#### Exercise instructions
Note each line in the data below that holds "chrono", and copy it.

:: Available data

//! SAX-style report parsing
//!
//! The reader is pulled event by event; memory use is bounded by the
//! largest single element, not the file size. Unknown elements are ignored
//! wholesale so producer-specific extensions do not break ingestion.

use quick_xml::events::{BytesStart, Event};
use quick_xml::Reader;
use std::io::BufRead;

use crate::types::{Case, CaseStatus, Dialect, Suite, TestSuites, Totals};
use crate::{ParseError, ParseResult};

/// Which text-bearing child of a testcase is currently open
#[derive(Debug, Clone, Copy, PartialEq, Eq)]
enum TextBlock {
    Failure,
    Error,
    Skipped,
    SystemOut,
    SystemErr,
}

/// Parse a report from any buffered reader.
///
/// `expected` short-circuits dialect detection; `max_bytes` caps how much
/// input will be consumed before the parse fails with
/// [`ParseError::SizeExceeded`].
pub fn parse_reader<R: BufRead>(
    reader: R,
    expected: Option<Dialect>,
    max_bytes: u64,
) -> ParseResult<TestSuites> {
    let mut xml = Reader::from_reader(reader);
    xml.config_mut().trim_text(true);

    let mut buf = Vec::new();
    let mut root = TestSuites::default();
    let mut suite_stack: Vec<Suite> = Vec::new();
    let mut current_case: Option<Case> = None;
    let mut open_block: Option<TextBlock> = None;
    let mut dialect = expected;

    loop {
        if xml.buffer_position() > max_bytes {
            return Err(ParseError::SizeExceeded { limit: max_bytes });
        }

        match xml.read_event_into(&mut buf)? {
            Event::Start(e) => match e.local_name().as_ref() {
                b"testsuites" => {
                    root.name = attr(&e, b"name")?;
                    if dialect.is_none() {
                        dialect = Some(Dialect::detect(root.name.as_deref()));
                    }
                }
                b"testsuite" => {
                    let name = attr(&e, b"name")?.unwrap_or_else(|| "(unnamed)".to_string());
                    if dialect.is_none() {
                        dialect = Some(Dialect::detect(Some(&name)));
                    }
                    suite_stack.push(Suite {
                        name,
                        totals: Totals::default(),
                        timestamp: attr(&e, b"timestamp")?.and_then(|t| parse_timestamp(&t)),
                        cases: Vec::new(),
                    });
                }
                b"testcase" => {
                    current_case = Some(open_case(
                        &e,
                        &mut suite_stack,
                        dialect.unwrap_or(Dialect::Generic),
                    )?);
                }
                b"failure" if current_case.is_some() => {
                    mark_case(current_case.as_mut(), CaseStatus::Failed, &e)?;
                    open_block = Some(TextBlock::Failure);
                }
                b"error" if current_case.is_some() => {
                    mark_case(current_case.as_mut(), CaseStatus::Error, &e)?;
                    open_block = Some(TextBlock::Error);
                }
                b"skipped" if current_case.is_some() => {
                    mark_case(current_case.as_mut(), CaseStatus::Skipped, &e)?;
                    open_block = Some(TextBlock::Skipped);
                }
                b"system-out" if current_case.is_some() => {
                    open_block = Some(TextBlock::SystemOut);
                }
                b"system-err" if current_case.is_some() => {
                    open_block = Some(TextBlock::SystemErr);
                }
                // Unknown element: tolerated, contents ignored
                _ => {}
            },
            Event::Empty(e) => match e.local_name().as_ref() {
                b"testcase" => {
                    let case = open_case(
                        &e,
                        &mut suite_stack,
                        dialect.unwrap_or(Dialect::Generic),
                    )?;
                    close_case(case, &mut suite_stack);
                }
                b"failure" if current_case.is_some() => {
                    mark_case(current_case.as_mut(), CaseStatus::Failed, &e)?;
                }
                b"error" if current_case.is_some() => {
                    mark_case(current_case.as_mut(), CaseStatus::Error, &e)?;
                }
                b"skipped" if current_case.is_some() => {
                    mark_case(current_case.as_mut(), CaseStatus::Skipped, &e)?;
                }
                _ => {}
            },
            Event::Text(t) => {
                if let (Some(block), Some(case)) = (open_block, current_case.as_mut()) {
                    let text = t.unescape()?.into_owned();
                    match block {
                        TextBlock::Failure | TextBlock::Error => {
                            append_text(&mut case.stack_text, &text);
                        }
                        TextBlock::Skipped => {
                            if case.message.is_none() && !text.is_empty() {
                                case.message = Some(text);
                            }
                        }
                        TextBlock::SystemOut => append_text(&mut case.system_out, &text),
                        TextBlock::SystemErr => append_text(&mut case.system_err, &text),
                    }
                }
            }
            Event::CData(t) => {
                if let (Some(block), Some(case)) = (open_block, current_case.as_mut()) {
                    let text = String::from_utf8_lossy(&t).into_owned();
                    match block {
                        TextBlock::Failure | TextBlock::Error => {
                            append_text(&mut case.stack_text, &text);
                        }
                        TextBlock::Skipped => {}
                        TextBlock::SystemOut => append_text(&mut case.system_out, &text),
                        TextBlock::SystemErr => append_text(&mut case.system_err, &text),
                    }
                }
            }
            Event::End(e) => match e.local_name().as_ref() {
                b"testcase" => {
                    if let Some(case) = current_case.take() {
                        close_case(case, &mut suite_stack);
                    }
                }
                b"testsuite" => {
                    if let Some(suite) = suite_stack.pop() {
                        // pytest nests suites; the normalized tree is flat,
                        // so wrapper suites without cases are elided
                        if !suite.cases.is_empty() {
                            root.totals.add(&suite.totals);
                            root.suites.push(suite);
                        }
                    }
                }
                b"failure" | b"error" | b"skipped" | b"system-out" | b"system-err" => {
                    open_block = None;
                }
                _ => {}
            },
            Event::Eof => break,
            _ => {}
        }
        buf.clear();
    }

    // A bare <testsuite> root never passes through a testsuites close
    if let Some(suite) = suite_stack.pop() {
        if !suite.cases.is_empty() {
            root.totals.add(&suite.totals);
            root.suites.push(suite);
        }
    }

    Ok(root)
}

/// Parse a report held in memory (tests and small single-file artifacts)
pub fn parse_str(input: &str, expected: Option<Dialect>) -> ParseResult<TestSuites> {
    parse_reader(input.as_bytes(), expected, u64::MAX)
}

fn open_case(
    e: &BytesStart<'_>,
    suite_stack: &mut Vec<Suite>,
    dialect: Dialect,
) -> ParseResult<Case> {
    // Tolerate a testcase outside any suite (seen in hand-rolled reports)
    if suite_stack.is_empty() {
        suite_stack.push(Suite {
            name: "(root)".to_string(),
            totals: Totals::default(),
            timestamp: None,
            cases: Vec::new(),
        });
    }
    let suite_name = suite_stack
        .last()
        .map(|s| s.name.clone())
        .expect("suite stack is non-empty");

    let class_name = attr(e, b"classname")?.filter(|c| !c.is_empty());
    // Gradle names each suite after the class and omits classname on cases
    let class_name = match (class_name, dialect) {
        (None, Dialect::Gradle) => Some(suite_name.clone()),
        (other, _) => other,
    };

    Ok(Case {
        suite: suite_name,
        class_name,
        name: attr(e, b"name")?.unwrap_or_else(|| "(unnamed)".to_string()),
        status: CaseStatus::Passed,
        time_seconds: attr(e, b"time")?.and_then(|t| t.parse().ok()),
        message: None,
        stack_text: None,
        system_out: None,
        system_err: None,
        file: attr(e, b"file")?,
    })
}

fn close_case(case: Case, suite_stack: &mut [Suite]) {
    if let Some(suite) = suite_stack.last_mut() {
        suite.totals.absorb(case.status);
        suite.cases.push(case);
    }
}

fn mark_case(
    case: Option<&mut Case>,
    status: CaseStatus,
    e: &BytesStart<'_>,
) -> ParseResult<()> {
    if let Some(case) = case {
        // An <error> outranks an earlier <failure>; a failure never
        // downgrades an error
        case.status = match (case.status, status) {
            (CaseStatus::Error, CaseStatus::Failed) => CaseStatus::Error,
            (_, next) => next,
        };
        if let Some(message) = attr(e, b"message")? {
            case.message = Some(message);
        }
    }
    Ok(())
}

fn attr(e: &BytesStart<'_>, key: &[u8]) -> ParseResult<Option<String>> {
    for attribute in e.attributes() {
        let attribute = attribute.map_err(|err| ParseError::Attribute(err.to_string()))?;
        if attribute.key.local_name().as_ref() == key {
            let value = attribute
                .unescape_value()
                .map_err(|err| ParseError::Attribute(err.to_string()))?;
            return Ok(Some(value.into_owned()));
        }
    }
    Ok(None)
}

fn append_text(slot: &mut Option<String>, text: &str) {
    if text.is_empty() {
        return;
    }
    match slot {
        Some(existing) => {
            existing.push('\n');
            existing.push_str(text);
        }
        None => *slot = Some(text.to_string()),
    }
}

fn parse_timestamp(raw: &str) -> Option<chrono::DateTime<chrono::Utc>> {
    chrono::DateTime::parse_from_rfc3339(raw)
        .map(|dt| dt.with_timezone(&chrono::Utc))
        .or_else(|_| {
            chrono::NaiveDateTime::parse_from_str(raw, "%Y-%m-%dT%H:%M:%S")
                .map(|naive| naive.and_utc())
        })
        .ok()
}

#[cfg(test)]
mod tests {
    use super::*;

    const SUREFIRE: &str = r#"<?xml version="1.0" encoding="UTF-8"?>
<testsuite name="com.acme.WidgetTest" tests="3" failures="1" errors="0" skipped="1" timestamp="2024-03-01T10:15:30">
  <testcase classname="com.acme.WidgetTest" name="assembles" time="0.012"/>
  <testcase classname="com.acme.WidgetTest" name="paints" time="1.205">
    <failure message="expected blue but was red" type="AssertionError">at com.acme.WidgetTest.paints(WidgetTest.java:42)</failure>
  </testcase>
  <testcase classname="com.acme.WidgetTest" name="ships">
    <skipped message="flaky on CI"/>
  </testcase>
</testsuite>"#;

    const PYTEST_NESTED: &str = r#"<testsuites name="pytest">
  <testsuite name="pytest" tests="2">
    <testsuite name="tests.test_api" tests="2" timestamp="2024-03-01T10:15:30Z">
      <testcase classname="tests.test_api" name="test_get" time="0.1"/>
      <testcase classname="tests.test_api" name="test_post" time="0.2">
        <error message="ConnectionError: refused">Traceback (most recent call last)</error>
      </testcase>
    </testsuite>
  </testsuite>
</testsuites>"#;

    const JEST_FLAT: &str = r#"<testsuites name="jest tests" tests="2" failures="1">
  <testsuite name="cart.spec.ts" tests="2" failures="1">
    <testcase classname="" name="adds items" time="0.03"/>
    <testcase classname="" name="totals items" time="0.04">
      <failure>expect(received).toBe(expected)</failure>
    </testcase>
  </testsuite>
</testsuites>"#;

    const GRADLE_PER_CLASS: &str = r#"<testsuite name="com.acme.OrderTest" tests="1">
  <testcase name="placesOrder" time="0.5"/>
</testsuite>"#;

    #[test]
    fn test_surefire_statuses_and_totals() {
        let tree = parse_str(SUREFIRE, Some(Dialect::Surefire)).unwrap();
        assert_eq!(tree.suites.len(), 1);
        let suite = &tree.suites[0];
        assert_eq!(suite.name, "com.acme.WidgetTest");
        assert!(suite.timestamp.is_some());
        assert_eq!(suite.totals.tests, 3);
        assert_eq!(suite.totals.failures, 1);
        assert_eq!(suite.totals.skipped, 1);

        let statuses: Vec<CaseStatus> = suite.cases.iter().map(|c| c.status).collect();
        assert_eq!(
            statuses,
            vec![CaseStatus::Passed, CaseStatus::Failed, CaseStatus::Skipped]
        );

        let failed = &suite.cases[1];
        assert_eq!(failed.message.as_deref(), Some("expected blue but was red"));
        assert!(failed.stack_text.as_deref().unwrap().contains("WidgetTest.java"));
        assert_eq!(failed.time_seconds, Some(1.205));
    }

    #[test]
    fn test_pytest_nesting_flattens_wrappers() {
        let tree = parse_str(PYTEST_NESTED, None).unwrap();
        // the wrapper "pytest" suite has no direct cases and is elided
        assert_eq!(tree.suites.len(), 1);
        assert_eq!(tree.suites[0].name, "tests.test_api");
        assert_eq!(tree.totals.tests, 2);
        assert_eq!(tree.totals.errors, 1);
        assert_eq!(tree.suites[0].cases[1].status, CaseStatus::Error);
    }

    #[test]
    fn test_jest_empty_classname_becomes_none() {
        let tree = parse_str(JEST_FLAT, None).unwrap();
        assert_eq!(tree.suites[0].cases[0].class_name, None);
        assert_eq!(tree.totals.failures, 1);
    }

    #[test]
    fn test_gradle_inherits_suite_as_classname() {
        let tree = parse_str(GRADLE_PER_CLASS, Some(Dialect::Gradle)).unwrap();
        assert_eq!(
            tree.suites[0].cases[0].class_name.as_deref(),
            Some("com.acme.OrderTest")
        );
    }

    #[test]
    fn test_unknown_elements_tolerated() {
        let input = r#"<testsuite name="s" tests="1">
  <properties><property name="java.version" value="21"/></properties>
  <testcase name="t"/>
</testsuite>"#;
        let tree = parse_str(input, None).unwrap();
        assert_eq!(tree.totals.tests, 1);
        assert_eq!(tree.suites[0].cases[0].status, CaseStatus::Passed);
    }

    #[test]
    fn test_malformed_xml_is_a_parse_error() {
        let result = parse_str("<testsuite><testcase name=", None);
        assert!(result.is_err());
    }

    #[test]
    fn test_size_cap_enforced() {
        let result = parse_reader(SUREFIRE.as_bytes(), None, 64);
        assert!(matches!(result, Err(ParseError::SizeExceeded { limit: 64 })));
    }

    #[test]
    fn test_error_outranks_failure() {
        let input = r#"<testsuite name="s">
  <testcase name="t">
    <error message="boom"/>
    <failure message="assert"/>
  </testcase>
</testsuite>"#;
        let tree = parse_str(input, None).unwrap();
        assert_eq!(tree.suites[0].cases[0].status, CaseStatus::Error);
    }

    #[test]
    fn test_declared_totals_are_ignored_in_favor_of_recount() {
        // producer lied about counts; we recount from the cases
        let input = r#"<testsuite name="s" tests="99" failures="99">
  <testcase name="a"/>
  <testcase name="b"><failure/></testcase>
</testsuite>"#;
        let tree = parse_str(input, None).unwrap();
        assert_eq!(tree.totals.tests, 2);
        assert_eq!(tree.totals.failures, 1);
    }
}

::::

#### The completed task
fn parse_timestamp(raw: &str) -> Option<chrono::DateTime<chrono::Utc>> {
    chrono::DateTime::parse_from_rfc3339(raw)
        .map(|dt| dt.with_timezone(&chrono::Utc))
            chrono::NaiveDateTime::parse_from_str(raw, "%Y-%m-%dT%H:%M:%S")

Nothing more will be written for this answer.